Funny thing about Wall Street: Good news and bad news are often the same thing.
For every seller there's a buyer, and when one person is losing money, somebody else is usually making it. Even the most dismal economic news can send markets higher, if it means the Fed will cut rates or some other relief is imminent.
The worst market plunge since the 9-11 attacks is hardly cause for relief, and the collapse of storied companies like Lehman Brothers and AIG makes it seem like any company could tumble. But there's some good news mixed in with all the gloom. You might need a microscope to see it, but it's worth taking a look:
The Lehman bankruptcy. The bad: It wasn't inevitable that the 158-year-old brokerage firm would have to declare Chapter 11, but unrealistic hopes of a white-knight rescue or a government bailout led CEO Richard Fuld to hold out for a deal that never materialized. Lehman's demise has triggered a new financial crisis bordering on panic. Just what we needed.
The good: Wall Street now knows without a doubt where the government stands: Bailouts are out of the question unless they deeply threaten the entire financial system. Any troubled firm now knows to look for another way out. Luckily, no Wall Street bank seems to be in such dire condition as Lehman. And severe market conditions will make many companies stronger. "Investors will know that companies that make it through this period are baptized by fire," wrote analyst Conley Turner of the research firm Wall Street Strategies.
The ugly: Most of Lehman's 25,000 employees will lose their jobs. Bankers are people, too. With disposable income to spend.
Merrill Lynch's disappearing act. The bad: Something's terribly wrong when one of Wall Street's biggest firms gets folded into another bank, literally overnight.
The good: Merrill CEO John Thain learned fast from the Lehman debacle. Instead of presiding over a slow-motion suicide, Thain sold his company while the winning bidder, Bank of America, was still willing to pay a decent price. That prevented yet another nightmare on Wall Street.
The ugly: Bank of America, one of the few big banks that are in decent shape, sure has its hands full.
AIG's meltdown. The bad: For decades, insurance companies were nearly as lucrative as the U.S. Mint, taking billions in upfront premiums and earning surefire returns through predictable investments. So what gives? AIG's predicament proves that bad mortgage-backed securities, the bane of the entire economy, are as toxic as ever.
The good: AIG has to solve its own problems, more or less, since the government took a pass on this tar baby, too. Yet another reason for all other companies to behave less recklessly.

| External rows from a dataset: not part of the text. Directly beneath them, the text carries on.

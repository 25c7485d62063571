use serde::{Deserialize, Serialize};

use crate::domain::{
    account::{is_expense_code, is_income_code},
    DateRange, Transaction,
};
use crate::errors::LedgerError;
use crate::ledger::Ledger;

use super::{ReportPeriod, ReportPolicy};

/// Which side of the chart the summary keeps.
#[derive(Debug, Clone, Copy, Serialize, Deserialize, PartialEq, Eq, Default)]
pub enum SummaryFilter {
    #[default]
    All,
    /// Collections: credited to an income account.
    Income,
    /// Spending: debited to an expense account.
    Expense,
}

impl SummaryFilter {
    pub fn keeps(self, txn: &Transaction) -> bool {
        match self {
            SummaryFilter::All => true,
            SummaryFilter::Income => is_income_code(&txn.credit_account),
            SummaryFilter::Expense => is_expense_code(&txn.debit_account),
        }
    }
}

impl std::str::FromStr for SummaryFilter {
    type Err = LedgerError;

    fn from_str(value: &str) -> Result<Self, Self::Err> {
        match value.trim().to_ascii_lowercase().as_str() {
            "all" => Ok(SummaryFilter::All),
            "income" => Ok(SummaryFilter::Income),
            "expense" => Ok(SummaryFilter::Expense),
            other => Err(LedgerError::InvalidInput(format!(
                "unknown summary filter `{other}` (expected all, income or expense)"
            ))),
        }
    }
}

/// Voucher listing for a period, without liability recognition entries.
#[derive(Debug, Clone, Serialize, Deserialize, PartialEq)]
pub struct TransactionSummary {
    pub period: ReportPeriod,
    pub filter: SummaryFilter,
    pub transactions: Vec<Transaction>,
    pub total_amount: f64,
}

impl TransactionSummary {
    pub fn assemble(
        ledger: &Ledger<'_>,
        period: ReportPeriod,
        filter: SummaryFilter,
        policy: &ReportPolicy,
    ) -> Self {
        let range = DateRange::new(period.from, period.to);
        let transactions: Vec<Transaction> = ledger
            .engine()
            .eligible(range, policy.summary)
            .filter(|txn| filter.keeps(txn))
            .cloned()
            .collect();
        let total_amount = transactions.iter().map(|txn| txn.amount).sum();
        tracing::debug!(rows = transactions.len(), ?filter, "assembled transaction summary");

        Self {
            period,
            filter,
            transactions,
            total_amount,
        }
    }
}
use dirs::home_dir;
use std::{
    env,
    fs::{self, File},
    io::Write,
    path::{Path, PathBuf},
};

const DEFAULT_DIR_NAME: &str = ".ledger_reports";
const CONFIG_FILE: &str = "config.json";
const TMP_SUFFIX: &str = "tmp";

/// Installs the global tracing subscriber; callers go through [`crate::init`].
pub fn init_tracing() {
    use tracing_subscriber::{fmt, EnvFilter};

    let filter =
        EnvFilter::try_from_default_env().unwrap_or_else(|_| EnvFilter::new("ledger_reports=info"));

    let _ = fmt()
        .with_env_filter(filter)
        .with_writer(std::io::stderr)
        .try_init();
}

/// Returns the application-specific data directory, defaulting to `~/.ledger_reports`.
pub fn app_data_dir() -> PathBuf {
    if let Some(custom) = env::var_os("LEDGER_REPORTS_HOME") {
        return PathBuf::from(custom);
    }
    home_dir()
        .unwrap_or_else(|| PathBuf::from("."))
        .join(DEFAULT_DIR_NAME)
}

pub fn config_file_in(base: &Path) -> PathBuf {
    base.join(CONFIG_FILE)
}

pub fn ensure_dir(path: &Path) -> std::io::Result<()> {
    if !path.exists() {
        fs::create_dir_all(path)?;
    }
    Ok(())
}

/// Writes `data` next to `path` first and renames it into place.
pub fn write_atomic(path: &Path, data: &str) -> std::io::Result<()> {
    if let Some(parent) = path.parent() {
        ensure_dir(parent)?;
    }
    let tmp = tmp_path(path);
    {
        let mut file = File::create(&tmp)?;
        file.write_all(data.as_bytes())?;
        file.flush()?;
    }
    fs::rename(&tmp, path)
}

fn tmp_path(path: &Path) -> PathBuf {
    let mut tmp = path.as_os_str().to_owned();
    tmp.push(".");
    tmp.push(TMP_SUFFIX);
    PathBuf::from(tmp)
}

The ugly: A rare deal with the state of New York allows AIG to fund current operations by tapping into assets set aside for policyholder claims. If AIG can't pay out future claims, New York taxpayers and potentially the whole insurance industry could get saddled with the bill.
The Fed's mixed signals. The bad: The Federal Reserve set a risky precedent by taking over $29 billion worth of troubled securities from Bear Stearns in March. But it slammed the door when Lehman was in similar straits, confounding the markets with mixed signals. "In retrospect, I think Bear will look like an anomaly that didn't have to happen," says David Beim, a Columbia University finance professor.
The good: The Bear Stearns collapse happened rapidly, over just a few days, and the Fed probably took the most conservative course it could by intervening. Lehman's demise played out over months, giving the Fed more room to consider options. Evidently it concluded that the financial system could survive another big financial collapse. That should make us feel a bit better. Right?
The ugly: If not for the Bear precedent, Lehman might have taken a different course and survived in some form. But let's not call the Fed an enabler.
The market plunge. The bad: It's a lousy day when shareholders lose a combined $700 billion of value. And it's shaping up as an awful year, with the Dow off 28 percent so far.
The good: The Fed now seems likely to abandon its hold-steady position on interest rates and start cutting. Businesses, home buyers, and many consumers stand to benefit.
The ugly: The government has used nearly every instrument available to goose the economy. If the patient gets much sicker, there won't be much treatment left.